General characteristics
- Tons burthen: 200, or 220, (bm)
- Sail plan: Snow
- Complement: 33

= Queen Charlotte (1785 ship) =

Queen Charlotte was a British merchant ship launched in 1785 at Stockton for Etches & Co. Between September 1785 and 1788 she made a circumnavigation of the world in company with another ship that the company owned, the King George. The two vessels were engaged in the Maritime Fur Trade in the Pacific northwest. They sold their furs in China and returned to England with cargoes that they were carrying back for the British East India Company (EIC). In 1789 she was renamed Montreal. She was at Bordeaux at the outbreak of war with France in 1793 and the French government seized her.

==Voyage (1785–1788)==
In 1785 Richard Cadman Etches and partners, including Nathaniel Portlock and George Dixon, formed a partnership, commonly called the King George's Sound Company, to develop the fur trade. Portlock and Dixon had served in the Pacific on James Cook's third voyage. In September 1785 Portlock, in King George, and Dixon, in the smaller Queen Charlotte, sailed from England. They sailed together for most of their three-year voyage. They crossed the Atlantic Ocean, reaching the Falkland Islands in January 1786, and transited Cape Horn to enter the Pacific Ocean. They reached the Hawaiian Islands on 24 May and anchored in Kealakekua Bay (where Cook had been killed in 1779), but did not go ashore. They took on fresh food at other Hawaiian islands and proceeded on to what is now Alaska. Dixon reached the Haida Gwaii islands and named them the "Queen Charlotte Islands" after his ship. After two years of plying the waters, Portlock and Dixon departed North America, reaching Macao in November 1787.

While King George and Queen Charlotte were in China, the EIC chartered them to take cargoes back to England. Captain Dixon crossed the Second Bar on 7 February 1788, and on 14 March reached North Island, the northmost of three islands in the bay that formed the principle anchorage of Enggano Island. Queen Charlotte then reached St Helena on 18 June and arrived at The Downs on 18 September.

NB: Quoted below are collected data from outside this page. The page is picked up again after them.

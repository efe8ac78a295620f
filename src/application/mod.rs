pub mod catalog_service;
pub mod order_service;
pub mod pricing;
pub mod user_service;

pub use catalog_service::CatalogService;
pub use order_service::OrderService;
pub use pricing::{PricedItems, PricingEngine};
pub use user_service::UserService;
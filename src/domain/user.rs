use std::fmt;
use std::str::FromStr;

use chrono::{DateTime, Utc};
use uuid::Uuid;

use super::errors::DomainError;

/// Staff role carried by every authenticated caller.
#[derive(Debug, Clone, Copy, PartialEq, Eq, Hash)]
pub enum Role {
    Admin,
    /// Kitchen staff: moves orders from `pending` to `ready`.
    Preparateur,
    /// Front counter: takes orders and hands them over (`ready` to `delivered`).
    Accueil,
}

impl Role {
    pub const ALL: [Role; 3] = [Role::Admin, Role::Preparateur, Role::Accueil];

    pub fn as_str(&self) -> &'static str {
        match self {
            Role::Admin => "admin",
            Role::Preparateur => "préparateur",
            Role::Accueil => "accueil",
        }
    }
}

impl fmt::Display for Role {
    fn fmt(&self, f: &mut fmt::Formatter<'_>) -> fmt::Result {
        f.write_str(self.as_str())
    }
}

impl FromStr for Role {
    type Err = DomainError;

    fn from_str(s: &str) -> Result<Self, Self::Err> {
        Role::ALL
            .into_iter()
            .find(|role| role.as_str() == s)
            .ok_or_else(|| DomainError::validation(format!("Invalid role: {s}")))
    }
}

/// The authenticated caller of an operation.
#[derive(Debug, Clone, Copy, PartialEq, Eq)]
pub struct Actor {
    pub id: Uuid,
    pub role: Role,
}

#[derive(Debug, Clone)]
pub struct User {
    pub id: Uuid,
    pub username: String,
    pub role: Role,
    pub created_at: DateTime<Utc>,
}

/// A user together with the stored password hash. Only used for login.
#[derive(Debug, Clone)]
pub struct UserCredentials {
    pub user: User,
    pub password_hash: String,
}

#[derive(Debug, Clone)]
pub struct NewUser {
    pub username: String,
    pub password_hash: String,
    pub role: Role,
}

const PASSWORD_MIN_LEN: usize = 8;
const PASSWORD_MAX_LEN: usize = 100;
const PASSWORD_BLACKLIST: [&str; 2] = ["Passw0rd", "Password123"];

/// Complexity rules applied to every new password.
pub fn validate_password(password: &str) -> Result<(), DomainError> {
    let len = password.chars().count();
    let ok = (PASSWORD_MIN_LEN..=PASSWORD_MAX_LEN).contains(&len)
        && password.chars().any(|c| c.is_uppercase())
        && password.chars().any(|c| c.is_lowercase())
        && password.chars().any(|c| c.is_ascii_digit())
        && !password.chars().any(char::is_whitespace)
        && !PASSWORD_BLACKLIST.contains(&password);

    if ok {
        Ok(())
    } else {
        Err(DomainError::validation(
            "Password does not meet complexity requirements",
        ))
    }
}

As there is no online copy of Lloyd's Register (LR) for 1788, so she is next known in Lloyd's Register for 1789 with the notation that new owners had changed her name to Montreal.

| Year | Vessel | Master | Owner | Trade | Source & notes |
|---|---|---|---|---|---|
| 1789 | Queen Charlotte |  |  | London | LR; now the Montreal, Martin |
| 1789 | Montreal | L.Martin | Phyne & Co. | London–Jamaica | LR |
| 1792 | Montreal | L.Martin S.Palmer | Phyne & Co. Jenkin & Co. | London–Jamaica London–Bordeaux | LR |

==Fate==
Montreal was at Bordeaux ion 1 February 1793 when France declared war on England. The French seized her and some other British vessel there.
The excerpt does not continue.